10 Replies Latest reply on Apr 19, 2013 10:25 AM by mikebeargie

    context-free data scrambler

    mikebeargie

      I'm looking into making a script that will go through an entire database, and replace all the data with random strings.

       

      I'm already able to do the replace function I want, making an alternative of this function http://www.briandunning.com/cf/533 that will replace numbers with random numbers, and text strings with random text (respecting spaces).

       

      but I'm still wondering if it's possible to make this context free and fast. I'd ideally want to drop this custom function and script into a file, run it, and have all the data in the entire file replaced with random text. Basically, I want to clone a file, but replace the data with random data for security purposes. Assume also I am running this on raw data layouts, or a data separation file.

       

      So I came up with something like:

       

      set var $iteration = 1

      LOOP

      go to layout by number = $iteration

      set var $fieldlist = FieldNames ( Get ( FileName ) ; Get ( LayoutName ) )
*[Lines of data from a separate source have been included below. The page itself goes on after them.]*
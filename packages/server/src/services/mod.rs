pub mod phone_lookup;
pub mod question_parser;
pub mod sms;
pub mod verification;
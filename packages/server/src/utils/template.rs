//! Placeholder substitution and length accounting for SMS bodies.

use std::collections::{BTreeSet, HashMap};
use std::sync::LazyLock;

use regex::{Captures, Regex};

static PLACEHOLDER_RE: LazyLock<Regex> = LazyLock::new(|| {
    Regex::new(r"\$\{\s*([A-Za-z_][A-Za-z0-9_]*)\s*\}|\{\s*([A-Za-z_][A-Za-z0-9_]*)\s*\}")
        .expect("valid regex")
});

/// Characters that fit in a single-part message.
pub const SINGLE_SEGMENT_CHARS: usize = 70;
/// Characters per part once a message is split.
pub const MULTI_SEGMENT_CHARS: usize = 67;

#[derive(Debug, Clone, PartialEq, Eq)]
pub struct Rendered {
    pub content: String,
    /// Placeholders that had no value, in first-seen order without duplicates.
    pub missing: Vec<String>,
}

/// Substitute `${name}` and `{name}` placeholders. Unknown names are left in place.
pub fn render(template: &str, params: &HashMap<String, String>) -> Rendered {
    let mut missing = Vec::new();
    let mut seen = BTreeSet::new();

    let content = PLACEHOLDER_RE.replace_all(template, |caps: &Captures| {
        let name = caps
            .get(1)
            .or_else(|| caps.get(2))
            .map_or("", |m| m.as_str());
        match params.get(name) {
            Some(value) => value.clone(),
            None => {
                if seen.insert(name.to_string()) {
                    missing.push(name.to_string());
                }
                caps[0].to_string()
            }
        }
    });

    Rendered {
        content: content.into_owned(),
        missing,
    }
}

/// Placeholder names used by a template, deduplicated in first-seen order.
pub fn placeholders(template: &str) -> Vec<String> {
    let mut seen = BTreeSet::new();
    PLACEHOLDER_RE
        .captures_iter(template)
        .filter_map(|caps| caps.get(1).or_else(|| caps.get(2)))
        .map(|m| m.as_str().to_string())
        .filter(|name| seen.insert(name.clone()))
        .collect()
}

/// Number of billed parts for a message of `chars` characters.
pub fn segment_count(chars: usize) -> usize {
    match chars {
        0 => 0,
        n if n <= SINGLE_SEGMENT_CHARS => 1,
        n => n.div_ceil(MULTI_SEGMENT_CHARS),
    }
}
use std::sync::LazyLock;

use regex::Regex;

static MOBILE_RE: LazyLock<Regex> =
    LazyLock::new(|| Regex::new(r"^1[3-9][0-9]{9}$").expect("valid regex"));
static LANDLINE_RE: LazyLock<Regex> =
    LazyLock::new(|| Regex::new(r"^0[0-9]{2,3}-?[0-9]{7,8}$").expect("valid regex"));

/// Whether `phone` is an 11-digit mainland mobile number.
pub fn is_valid_mobile(phone: &str) -> bool {
    MOBILE_RE.is_match(phone)
}

/// Mobile number or landline with area code (`010-12345678`, `075512345678`).
pub fn is_valid_contact_phone(phone: &str) -> bool {
    is_valid_mobile(phone) || LANDLINE_RE.is_match(phone)
}

/// Strip spaces, dashes and an optional `+86` / `86` country prefix.
pub fn normalize_mobile(raw: &str) -> String {
    let digits: String = raw
        .chars()
        .filter(|c| !c.is_whitespace() && *c != '-')
        .collect();
    let digits = digits.strip_prefix('+').unwrap_or(&digits);
    match digits.strip_prefix("86") {
        Some(rest) if rest.len() == 11 => rest.to_string(),
        _ => digits.to_string(),
    }
}

/// `13812345678` -> `138****5678`, for log lines.
pub fn mask(phone: &str) -> String {
    if phone.len() == 11 && phone.is_ascii() {
        format!("{}****{}", &phone[..3], &phone[7..])
    } else {
        "***".to_string()
    }
}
      set var $fieldcount = ValueCount ($fieldlist)

      show all records

      Go To Record first

      LOOP

      set var $subiteration = 1

      LOOP

      Set Field By Name - GetValue ($fieldlist ; $subiteration) = RandomizeIt(self)

      Set var $subiteration = $iteration + 1

      Exit loop if $subiteration > $fieldcount

      END LOOP

      go to record next, exit after last

      END LOOP

      set var $iteration = $iteration + 1

      exit loop if $iteration > layouts running this script on

      END LOOP

       

      Anyone have thoughts on this, or have you done soemthing similar to obfuscate your data? This is workable for me (more complex needed for error checking and such), but runs slowly due to the use of subloops, as you can't do a replace field contents command based on a calculated field name.

        • 1. Re: context-free data scrambler
          steve_ssh

          Hi Mike,

           

          That sounds like a really fun project.

           

          Have you considered doing a performance test between the methodology that you sketched out versus trying to do the same thing via SQL updates with a plugin (e.g. BaseElements plugin)?

           

          I believe that the FileMaker metadata tables should provide you access to the information that you would need regarding field names and types.

           

          At the end of the day, I believe you would still be performing an update on one record/row at a time, so the big questions as I see it are:

           

            - Can you tolerate using a plugin?

             - Which incurs more overhead?

             - Which is easier to do error detection?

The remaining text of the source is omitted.